My life changed dramatically three days ago, utterly and completely transformed when I realised I could begin sentences with bold and interesting clauses without even having to make a point as long as the sentences were long, meandering and made up of incomplete ideas. People WILL pay close attention, transfixed like sprinters at the start of a hundred-metre dash until you do a bait-and-switch, replacing their sprint for an abnormally lengthy marathon few can get through without letting their focus drift away.
You will reach out and GRAB readers’ attentions tightly in your fist at the very beginning, before letting that iron grip relax as your words continue to drone on and on, their attention petering out as their eyelids begin to droop. Suddenly, BAM! another sentence, stirring and vibrant, capturing their attention back as they begin to think, wait, is there even a point to any of this and then, no, there is no point and there never was, everything is a lie and this article is nothing but sheer bluster dressed up as a how-to write column.
Whoa! Yikes! Yeehaw! are some fascinating, powerful interjections to throw in at the start of an unnervingly long set of clauses, strung together with what seems like purpose and drive yet turns out to be mere prevarication and evasion of even making the simplest valid statement. Stop and look wondrously upon this essay as you begin the realisation that it, too has started with much promise, then failed to redeem said promise by the end, letting the last paragraphs dissolve into meaningless drivel.

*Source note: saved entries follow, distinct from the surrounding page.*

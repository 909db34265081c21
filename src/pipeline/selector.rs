//! Drug-model selection by covariate dissimilarity
//!
//! Every model registered for the requested drug is filtered for
//! structural and domain compatibility, then scored against the patient's
//! covariate observations. The lowest dissimilarity wins; ties go to the
//! model defining more covariates, as richer models are assumed more
//! specific.

use chrono::{DateTime, Utc};
use log::warn;
use thiserror::Error;

use crate::model::{
    evaluate_constraints, ConstraintVerdict, CovariateDefinition, DrugModel, ModelRepository,
};
use crate::pipeline::results::CovariateMatch;
use crate::pipeline::{PipelineStage, RequestContext, StageError};
use crate::treatment::{DataType, PatientCovariate, Treatment, TreatmentError};
use crate::units::{self, UnitError};

/// Reasons a candidate model cannot be scored
///
/// These are recovered locally: the affected model is skipped and scoring
/// continues with the other candidates.
#[derive(Error, Debug, Clone, PartialEq)]
enum ScoringError {
    #[error(transparent)]
    Treatment(#[from] TreatmentError),
    #[error(transparent)]
    Unit(#[from] UnitError),
    #[error("Multiple birthdate covariates are not allowed")]
    MultipleBirthdates,
    #[error("The birthdate covariate must carry a date value")]
    BirthdateNotADate,
}

/// Pipeline stage selecting the best drug model for the request
pub struct ModelSelector<'a> {
    repository: &'a ModelRepository,
}

impl<'a> ModelSelector<'a> {
    pub fn new(repository: &'a ModelRepository) -> Self {
        ModelSelector { repository }
    }
}

impl PipelineStage for ModelSelector<'_> {
    fn name(&self) -> &'static str {
        "model_selector"
    }

    fn run(&self, ctx: &mut RequestContext) -> Result<(), StageError> {
        let treatment = ctx.treatment().ok_or(StageError::MissingTreatment)?;
        let now = ctx.computation_time();

        // Mixed-formulation histories are not supported.
        if treatment.dosage_history().formulation_and_routes().len() > 1 {
            return Err(StageError::MixedFormulations);
        }

        let candidates = self.repository.models_for_drug(ctx.request().drug_id());

        let mut best: Option<(usize, &DrugModel, Vec<CovariateMatch>)> = None;

        for model in candidates {
            if !model.supports_history(treatment.dosage_history()) {
                warn!(
                    "{} incompatible: formulations and routes are not matching",
                    model.id()
                );
                continue;
            }

            let start = treatment.oldest_covariate_date(now);
            match evaluate_constraints(model, treatment, start, now) {
                Ok(evaluation) if evaluation.verdict() != ConstraintVerdict::Incompatible => {}
                Ok(_) => {
                    warn!("{} incompatible: constraints not respected", model.id());
                    continue;
                }
                Err(error) => {
                    warn!("{} skipped: constraint evaluation failed: {}", model.id(), error);
                    continue;
                }
            }

            let (score, matches) = match score_covariates(model, treatment, now) {
                Ok(scored) => scored,
                Err(error) => {
                    warn!("{} skipped: {}", model.id(), error);
                    continue;
                }
            };

            let better = match &best {
                None => true,
                Some((best_score, best_model, _)) => {
                    score < *best_score
                        || (score == *best_score
                            && best_model.covariates().len() < model.covariates().len())
                }
            };
            if better {
                best = Some((score, model, matches));
            }
        }

        match best {
            Some((_, model, matches)) => {
                ctx.set_drug_model(model.clone());
                ctx.set_covariate_matches(matches);
                Ok(())
            }
            None => Err(StageError::NoValidModel),
        }
    }
}

/// Score how well the patient's observations satisfy a model's definitions
///
/// The score counts unmet requirements: +1 for every non-computed
/// definition with no observation, +1 for every observation failing its
/// definition's validation after unit conversion. Every observation is
/// matched independently and yields one [CovariateMatch].
fn score_covariates(
    model: &DrugModel,
    treatment: &Treatment,
    now: DateTime<Utc>,
) -> Result<(usize, Vec<CovariateMatch>), ScoringError> {
    let mut score = 0;
    let mut matches = Vec::new();

    for definition in model.covariates().iter().filter(|d| !d.is_computed()) {
        let observed_id = if definition.kind().is_age() {
            "birthdate"
        } else {
            definition.id()
        };
        let observations = treatment.covariates_by_id(observed_id);

        if observations.is_empty() {
            score += 1;
            matches.push(CovariateMatch::missing(definition.clone()));
            continue;
        }

        if definition.kind().is_age() {
            if observations.len() > 1 {
                return Err(ScoringError::MultipleBirthdates);
            }
            let observation = observations[0];
            if observation.data_type() != DataType::Date {
                return Err(ScoringError::BirthdateNotADate);
            }
            let birthdate = observation.parse_date()?;
            let age = definition.kind().age_from(birthdate, now);
            score += check_observation(definition, age, observation, &mut matches);
        } else {
            for observation in observations {
                let raw = observation.parse_value()?;
                let value = units::convert(raw, observation.unit(), definition.unit())?;
                score += check_observation(definition, value, observation, &mut matches);
            }
        }
    }

    Ok((score, matches))
}

fn check_observation(
    definition: &CovariateDefinition,
    value: f64,
    observation: &PatientCovariate,
    matches: &mut Vec<CovariateMatch>,
) -> usize {
    if definition.rule().check(value) {
        matches.push(CovariateMatch::from_patient(
            definition.clone(),
            observation.clone(),
            None,
        ));
        0
    } else {
        matches.push(CovariateMatch::from_patient(
            definition.clone(),
            observation.clone(),
            Some(definition.validation_warning().to_string()),
        ));
        1
    }
}
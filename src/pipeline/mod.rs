//! The per-request decision pipeline
//!
//! Each drug request runs through four stages in a fixed order: drug-model
//! selection, dose validation, adjustment planning, and sample location.
//! Stages communicate through a [RequestContext]; the first stage error is
//! recorded on the context and every later stage refuses to run. A failed
//! request never affects its siblings, so [evaluate_requests] fans the
//! contexts of one query out over a thread pool.

pub mod adjustment;
pub mod doses;
pub mod results;
pub mod samples;
pub mod selector;

pub use adjustment::AdjustmentPlanner;
pub use doses::DoseValidator;
pub use results::{CovariateMatch, CovariateSource, DoseCheck, SampleMatch, WarningLevel};
pub use samples::SampleLocator;
pub use selector::ModelSelector;

use chrono::{DateTime, Utc};
use log::debug;
use rayon::prelude::*;
use serde::{Deserialize, Serialize};
use thiserror::Error;

use crate::grid::GridProvider;
use crate::model::{DrugModel, ModelRepository};
use crate::request::{AdjustmentPlan, AdjustmentRequest};
use crate::treatment::{IntakeEvent, Treatment};
use crate::units::UnitError;

/// Errors that terminate a single request
///
/// Every variant maps to a human-readable message recorded on the
/// [RequestContext]; none of them crosses the pipeline boundary.
#[derive(Error, Debug, Clone, PartialEq)]
pub enum StageError {
    #[error("No treatment set")]
    MissingTreatment,
    #[error("No drug model set")]
    MissingDrugModel,
    #[error("All formulations and routes must be equal")]
    MixedFormulations,
    #[error("No valid drug model found")]
    NoValidModel,
    #[error("Drug model {model} does not define the formulation and route used by the treatment")]
    UnknownFormulation { model: String },
    #[error("Half-life of drug model {model} cannot be converted to hours: {source}")]
    HalfLifeConversion { model: String, source: UnitError },
    #[error("Half-life of drug model {model} must be positive")]
    NonPositiveHalfLife { model: String },
    #[error("Standard treatment duration of drug model {model} cannot be converted to days: {source}")]
    DurationConversion { model: String, source: UnitError },
    #[error(
        "Based on the standard treatment in drug model {model}, the treatment is already over"
    )]
    TreatmentAlreadyOver { model: String },
    #[error("Dose of the range starting {start} cannot be converted: {source}")]
    DoseConversion {
        start: DateTime<Utc>,
        source: UnitError,
    },
    #[error("Samples found but dosage history is empty")]
    SamplesWithoutDosage,
    #[error("Percentiles computation failed for the sample taken at {date}: {detail}")]
    PercentilesFailed { date: DateTime<Utc>, detail: String },
    #[error("No percentile segment contains the sample taken at {date}")]
    SampleNotCovered { date: DateTime<Utc> },
    #[error("Unit conversion failed for the sample taken at {date}: {source}")]
    SampleConversion {
        date: DateTime<Utc>,
        source: UnitError,
    },
}

/// The mutable record threaded through the stages of one request
#[derive(Clone, Debug, Serialize, Deserialize)]
pub struct RequestContext {
    request: AdjustmentRequest,
    treatment: Option<Treatment>,
    computation_time: DateTime<Utc>,
    drug_model: Option<DrugModel>,
    covariate_matches: Vec<CovariateMatch>,
    dose_checks: Vec<DoseCheck>,
    sample_matches: Vec<SampleMatch>,
    last_intake: Option<IntakeEvent>,
    adjustment_plan: Option<AdjustmentPlan>,
    error: Option<String>,
}

impl RequestContext {
    /// Create the context for one request
    ///
    /// `computation_time` is the fixed reference instant every temporal
    /// decision of the pipeline is made against.
    pub fn new(
        request: AdjustmentRequest,
        treatment: Treatment,
        computation_time: DateTime<Utc>,
    ) -> Self {
        RequestContext {
            request,
            treatment: Some(treatment),
            computation_time,
            drug_model: None,
            covariate_matches: Vec::new(),
            dose_checks: Vec::new(),
            sample_matches: Vec::new(),
            last_intake: None,
            adjustment_plan: None,
            error: None,
        }
    }

    /// Create a context for a request whose treatment extraction failed
    pub fn failed(
        request: AdjustmentRequest,
        computation_time: DateTime<Utc>,
        message: impl Into<String>,
    ) -> Self {
        RequestContext {
            request,
            treatment: None,
            computation_time,
            drug_model: None,
            covariate_matches: Vec::new(),
            dose_checks: Vec::new(),
            sample_matches: Vec::new(),
            last_intake: None,
            adjustment_plan: None,
            error: Some(message.into()),
        }
    }

    /// Get the request being processed
    pub fn request(&self) -> &AdjustmentRequest {
        &self.request
    }

    /// Get the extracted treatment, if extraction succeeded
    pub fn treatment(&self) -> Option<&Treatment> {
        self.treatment.as_ref()
    }

    /// Get the fixed reference instant of the request
    pub fn computation_time(&self) -> DateTime<Utc> {
        self.computation_time
    }

    /// Get the selected drug model, if selection has run
    pub fn drug_model(&self) -> Option<&DrugModel> {
        self.drug_model.as_ref()
    }

    /// Get the covariate match results of the selected model
    pub fn covariate_matches(&self) -> &[CovariateMatch] {
        &self.covariate_matches
    }

    /// Get the dose check results
    pub fn dose_checks(&self) -> &[DoseCheck] {
        &self.dose_checks
    }

    /// Get the sample location results
    pub fn sample_matches(&self) -> &[SampleMatch] {
        &self.sample_matches
    }

    /// Get the latest past intake, if the planner found one
    pub fn last_intake(&self) -> Option<&IntakeEvent> {
        self.last_intake.as_ref()
    }

    /// Get the computation plan, if planning has run
    pub fn adjustment_plan(&self) -> Option<&AdjustmentPlan> {
        self.adjustment_plan.as_ref()
    }

    /// Get the error that terminated the request, if any
    pub fn error(&self) -> Option<&str> {
        self.error.as_deref()
    }

    pub(crate) fn set_drug_model(&mut self, model: DrugModel) {
        self.drug_model = Some(model);
    }

    pub(crate) fn set_covariate_matches(&mut self, matches: Vec<CovariateMatch>) {
        self.covariate_matches = matches;
    }

    pub(crate) fn set_dose_checks(&mut self, checks: Vec<DoseCheck>) {
        self.dose_checks = checks;
    }

    pub(crate) fn set_sample_matches(&mut self, matches: Vec<SampleMatch>) {
        self.sample_matches = matches;
    }

    pub(crate) fn set_last_intake(&mut self, intake: Option<IntakeEvent>) {
        self.last_intake = intake;
    }

    pub(crate) fn set_adjustment_plan(&mut self, plan: AdjustmentPlan) {
        self.adjustment_plan = Some(plan);
    }

    fn record_error(&mut self, error: StageError) {
        self.error = Some(error.to_string());
    }
}

/// One stage of the decision pipeline
pub trait PipelineStage {
    /// Get the stage name used in logs
    fn name(&self) -> &'static str;

    /// Run the stage against the context
    fn run(&self, ctx: &mut RequestContext) -> Result<(), StageError>;
}

/// Run the stages in order, stopping at the first recorded error
pub fn run_pipeline(ctx: &mut RequestContext, stages: &[&dyn PipelineStage]) {
    for stage in stages {
        if ctx.error().is_some() {
            return;
        }
        if let Err(error) = stage.run(ctx) {
            debug!("stage {} stopped the request: {}", stage.name(), error);
            ctx.record_error(error);
        }
    }
}

/// Evaluate the independent requests of one query
///
/// Each context runs its own pipeline; the model catalogue and the grid
/// provider are shared read-only. Contexts are returned in input order.
pub fn evaluate_requests(
    contexts: Vec<RequestContext>,
    repository: &ModelRepository,
    provider: &(dyn GridProvider + Sync),
) -> Vec<RequestContext> {
    contexts
        .into_par_iter()
        .map(|mut ctx| {
            let selector = ModelSelector::new(repository);
            let doses = DoseValidator;
            let planner = AdjustmentPlanner;
            let locator = SampleLocator::new(provider);
            let stages: [&dyn PipelineStage; 4] = [&selector, &doses, &planner, &locator];
            run_pipeline(&mut ctx, &stages);
            ctx
        })
        .collect()
}

#[cfg(test)]
mod tests {
    use super::*;
    use crate::treatment::Treatment;
    use chrono::TimeZone;

    struct Succeeding;
    impl PipelineStage for Succeeding {
        fn name(&self) -> &'static str {
            "succeeding"
        }
        fn run(&self, ctx: &mut RequestContext) -> Result<(), StageError> {
            ctx.set_covariate_matches(Vec::new());
            Ok(())
        }
    }

    struct Failing;
    impl PipelineStage for Failing {
        fn name(&self) -> &'static str {
            "failing"
        }
        fn run(&self, _ctx: &mut RequestContext) -> Result<(), StageError> {
            Err(StageError::MissingDrugModel)
        }
    }

    struct MustNotRun;
    impl PipelineStage for MustNotRun {
        fn name(&self) -> &'static str {
            "must_not_run"
        }
        fn run(&self, _ctx: &mut RequestContext) -> Result<(), StageError> {
            panic!("stage ran after an error was recorded");
        }
    }

    fn context() -> RequestContext {
        RequestContext::new(
            AdjustmentRequest::new("imatinib"),
            Treatment::builder().patient_id("p").build().unwrap(),
            Utc.with_ymd_and_hms(2018, 7, 10, 8, 0, 0).unwrap(),
        )
    }

    #[test]
    fn test_pipeline_short_circuits_after_error() {
        let mut ctx = context();
        run_pipeline(&mut ctx, &[&Succeeding, &Failing, &MustNotRun]);
        assert_eq!(ctx.error(), Some("No drug model set"));
    }

    #[test]
    fn test_failed_context_runs_no_stage() {
        let mut ctx = RequestContext::failed(
            AdjustmentRequest::new("imatinib"),
            Utc.with_ymd_and_hms(2018, 7, 10, 8, 0, 0).unwrap(),
            "Treatment extraction failed",
        );
        run_pipeline(&mut ctx, &[&MustNotRun]);
        assert_eq!(ctx.error(), Some("Treatment extraction failed"));
    }
}
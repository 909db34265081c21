//! Location of measured samples within the simulated percentile curves

use thiserror::Error;

use crate::grid::{GridProvider, PercentileGrid, RANK_COUNT};
use crate::pipeline::results::SampleMatch;
use crate::pipeline::{PipelineStage, RequestContext, StageError};
use crate::treatment::Sample;
use crate::units::{self, UnitError};

#[derive(Error, Debug, Clone, PartialEq)]
enum LocateError {
    #[error("no segment contains the sample date")]
    NotCovered,
    #[error(transparent)]
    Unit(#[from] UnitError),
}

/// Pipeline stage placing every measured sample on the percentile grid
pub struct SampleLocator<'a> {
    provider: &'a (dyn GridProvider + Sync),
}

impl<'a> SampleLocator<'a> {
    pub fn new(provider: &'a (dyn GridProvider + Sync)) -> Self {
        SampleLocator { provider }
    }
}

impl PipelineStage for SampleLocator<'_> {
    fn name(&self) -> &'static str {
        "sample_locator"
    }

    fn run(&self, ctx: &mut RequestContext) -> Result<(), StageError> {
        let treatment = ctx.treatment().ok_or(StageError::MissingTreatment)?;

        if !treatment.samples().is_empty() && treatment.dosage_history().is_empty() {
            return Err(StageError::SamplesWithoutDosage);
        }

        let model = ctx.drug_model().ok_or(StageError::MissingDrugModel)?;

        let mut matches = Vec::new();
        for sample in treatment.samples() {
            let grid = self
                .provider
                .percentiles(model, treatment, sample)
                .map_err(|error| StageError::PercentilesFailed {
                    date: sample.date(),
                    detail: error.to_string(),
                })?;

            let rank = locate_rank(&grid, sample).map_err(|error| match error {
                LocateError::NotCovered => StageError::SampleNotCovered {
                    date: sample.date(),
                },
                LocateError::Unit(source) => StageError::SampleConversion {
                    date: sample.date(),
                    source,
                },
            })?;

            matches.push(SampleMatch::new(sample.clone(), rank));
        }

        ctx.set_sample_matches(matches);
        Ok(())
    }
}

/// Find the 1-based percentile rank a sample falls into
///
/// Ranks 1..=99 are scanned in order; the first curve whose interpolated
/// concentration at the sample date is at least the sample value claims
/// it. A sample above every scanned curve belongs to rank 100.
fn locate_rank(grid: &PercentileGrid, sample: &Sample) -> Result<usize, LocateError> {
    let date = sample.date();

    // Locate the segment holding the sample date once, on the first curve;
    // all curves of a grid share the same segmentation.
    let segment_index = grid
        .curve(1)
        .segments()
        .iter()
        .position(|segment| segment.contains(date))
        .ok_or(LocateError::NotCovered)?;

    // Remembers the surrounding point pair across curves so each curve
    // resumes the scan where the previous one matched.
    let mut saved_pair = 0;

    for rank in 1..RANK_COUNT {
        let segments = grid.curve(rank).segments();
        let segment = match segments.get(segment_index) {
            Some(segment) => segment,
            None => return Err(LocateError::NotCovered),
        };

        for i in saved_pair..segment.offsets_h().len() - 1 {
            let t0 = segment.time_at(i);
            let t1 = segment.time_at(i + 1);

            if !(t0 <= date && date <= t1) {
                continue;
            }

            let converted = units::convert(sample.value(), sample.unit(), segment.unit())?;

            let elapsed = (date - t0).num_milliseconds() as f64;
            let span = (t1 - t0).num_milliseconds() as f64;
            let rp = elapsed / span;
            let values = segment.values();
            let interpolated = values[i] + rp * (values[i + 1] - values[i]);

            if converted <= interpolated {
                return Ok(rank);
            }

            saved_pair = i;
            break;
        }
    }

    // Above the 99th percentile curve.
    Ok(RANK_COUNT)
}

#[cfg(test)]
mod tests {
    use super::*;
    use crate::grid::{GridError, PercentileCurve, TimeSegment};
    use crate::model::{DrugModel, FormulationAndRoute, FullFormulationAndRoute, HalfLife};
    use crate::request::AdjustmentRequest;
    use crate::treatment::Treatment;
    use crate::units::Unit;
    use chrono::{DateTime, TimeZone, Utc};

    fn at(h: u32, m: u32) -> DateTime<Utc> {
        Utc.with_ymd_and_hms(2018, 7, 10, h, m, 0).unwrap()
    }

    /// Flat curves: rank r sits at concentration r * 0.1 mg/l over 0..=6 h.
    fn flat_grid() -> PercentileGrid {
        let curves = (1..=RANK_COUNT)
            .map(|rank| {
                let level = rank as f64 * 0.1;
                PercentileCurve::new(vec![TimeSegment::new(
                    at(8, 0),
                    at(14, 0),
                    vec![0.0, 3.0, 6.0],
                    vec![level, level, level],
                    Unit::new("mg/l"),
                )
                .unwrap()])
            })
            .collect();
        PercentileGrid::new(curves).unwrap()
    }

    fn sample(date: DateTime<Utc>, value: f64, unit: &str) -> Sample {
        Sample::new(date, value, Unit::new(unit))
    }

    #[test]
    fn test_sample_between_curves() {
        // 2.55 mg/l sits between the 25th (2.5) and 26th (2.6) curves.
        let rank = locate_rank(&flat_grid(), &sample(at(10, 0), 2.55, "mg/l")).unwrap();
        assert_eq!(rank, 26);
    }

    #[test]
    fn test_sample_on_curve_takes_lower_rank() {
        // A value exactly on a curve belongs to that curve's rank.
        let rank = locate_rank(&flat_grid(), &sample(at(10, 0), 2.5, "mg/l")).unwrap();
        assert_eq!(rank, 25);
    }

    #[test]
    fn test_sample_above_all_curves_is_rank_100() {
        let rank = locate_rank(&flat_grid(), &sample(at(10, 0), 50.0, "mg/l")).unwrap();
        assert_eq!(rank, 100);
    }

    #[test]
    fn test_sample_on_segment_boundary_is_located() {
        let rank = locate_rank(&flat_grid(), &sample(at(8, 0), 0.1, "mg/l")).unwrap();
        assert_eq!(rank, 1);
        let rank = locate_rank(&flat_grid(), &sample(at(14, 0), 0.1, "mg/l")).unwrap();
        assert_eq!(rank, 1);
    }

    #[test]
    fn test_sample_outside_grid_is_not_covered() {
        let err = locate_rank(&flat_grid(), &sample(at(15, 0), 1.0, "mg/l")).unwrap_err();
        assert_eq!(err, LocateError::NotCovered);
    }

    #[test]
    fn test_sample_unit_is_converted() {
        // 255 ug/l == 0.255 mg/l, between ranks 2 and 3.
        let rank = locate_rank(&flat_grid(), &sample(at(10, 0), 255.0, "ug/l")).unwrap();
        assert_eq!(rank, 3);
    }

    #[test]
    fn test_incompatible_sample_unit_fails() {
        let err = locate_rank(&flat_grid(), &sample(at(10, 0), 1.0, "mg")).unwrap_err();
        assert!(matches!(err, LocateError::Unit(_)));
    }

    #[test]
    fn test_interpolation_between_points() {
        // One sloped curve from 0 to 6 mg/l over 0..=6 h at rank 1; every
        // higher rank is far above it.
        let mut curves = vec![PercentileCurve::new(vec![TimeSegment::new(
            at(8, 0),
            at(14, 0),
            vec![0.0, 6.0],
            vec![0.0, 6.0],
            Unit::new("mg/l"),
        )
        .unwrap()])];
        for _ in 2..=RANK_COUNT {
            curves.push(PercentileCurve::new(vec![TimeSegment::new(
                at(8, 0),
                at(14, 0),
                vec![0.0, 6.0],
                vec![100.0, 100.0],
                Unit::new("mg/l"),
            )
            .unwrap()]));
        }
        let grid = PercentileGrid::new(curves).unwrap();

        // At 11:00 the first curve interpolates to 3.0.
        assert_eq!(locate_rank(&grid, &sample(at(11, 0), 3.0, "mg/l")).unwrap(), 1);
        assert_eq!(locate_rank(&grid, &sample(at(11, 0), 3.01, "mg/l")).unwrap(), 2);
    }

    struct FixedGrid(PercentileGrid);
    impl GridProvider for FixedGrid {
        fn percentiles(
            &self,
            _model: &DrugModel,
            _treatment: &Treatment,
            _sample: &Sample,
        ) -> Result<PercentileGrid, GridError> {
            Ok(self.0.clone())
        }
    }

    struct FailingProvider;
    impl GridProvider for FailingProvider {
        fn percentiles(
            &self,
            _model: &DrugModel,
            _treatment: &Treatment,
            _sample: &Sample,
        ) -> Result<PercentileGrid, GridError> {
            Err(GridError::Computation("engine unavailable".to_string()))
        }
    }

    fn context_with_samples(samples: &[(DateTime<Utc>, f64)]) -> RequestContext {
        let oral = FormulationAndRoute::new("tablet", "oral");
        let mut builder = Treatment::builder().patient_id("p").range(
            Utc.with_ymd_and_hms(2018, 7, 1, 8, 0, 0).unwrap(),
            Utc.with_ymd_and_hms(2018, 7, 20, 8, 0, 0).unwrap(),
            400.0,
            Unit::new("mg"),
            24.0,
            oral.clone(),
        );
        for (date, value) in samples {
            builder = builder.sample(*date, *value, Unit::new("mg/l"));
        }
        let mut ctx = RequestContext::new(
            AdjustmentRequest::new("imatinib"),
            builder.build().unwrap(),
            at(8, 0),
        );
        ctx.set_drug_model(
            DrugModel::new("m1", "imatinib", HalfLife::new(12.0, Unit::new("h")))
                .with_formulation(FullFormulationAndRoute::new(
                    oral,
                    Unit::new("mg"),
                    100.0,
                    800.0,
                )),
        );
        ctx
    }

    #[test]
    fn test_stage_locates_every_sample() {
        let provider = FixedGrid(flat_grid());
        let mut ctx = context_with_samples(&[(at(9, 0), 2.55), (at(10, 0), 0.3)]);
        SampleLocator::new(&provider).run(&mut ctx).unwrap();

        assert_eq!(ctx.sample_matches().len(), 2);
        assert_eq!(ctx.sample_matches()[0].rank(), 26);
        assert_eq!(ctx.sample_matches()[1].rank(), 3);
        assert!(ctx.sample_matches()[1].warning().is_some());
    }

    #[test]
    fn test_samples_without_dosage_history_fail() {
        let provider = FixedGrid(flat_grid());
        let treatment = Treatment::builder()
            .patient_id("p")
            .sample(at(9, 0), 1.0, Unit::new("mg/l"))
            .build()
            .unwrap();
        let mut ctx = RequestContext::new(AdjustmentRequest::new("imatinib"), treatment, at(8, 0));

        assert_eq!(
            SampleLocator::new(&provider).run(&mut ctx).unwrap_err(),
            StageError::SamplesWithoutDosage
        );
    }

    #[test]
    fn test_failing_provider_is_terminal() {
        let mut ctx = context_with_samples(&[(at(9, 0), 2.55)]);
        let err = SampleLocator::new(&FailingProvider).run(&mut ctx).unwrap_err();
        assert!(matches!(err, StageError::PercentilesFailed { .. }));
    }
}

Yes indeed, it is a good thing that people quickly lose attention and let their vision skim, skim, skim along an essay like this, ignoring the dull, vapid content. This could be a metaphor for something but it isn’t, it’s just words that seem like a point has been made with nothing behind it, the lexical equivalent of an empty echo (echo (echo)).
This last paragraph doesn’t even try to start well, but that’s because everyone has already lost interest and started skimming while thinking about other things, indeed, anything else at all would be preferable to having wasted your time than reading this article. Having hit the word count perfectly, I now end this abomination's life, as I would a rabid monstrosity, although it is I who have inflicted meaningless on a world in need of answers.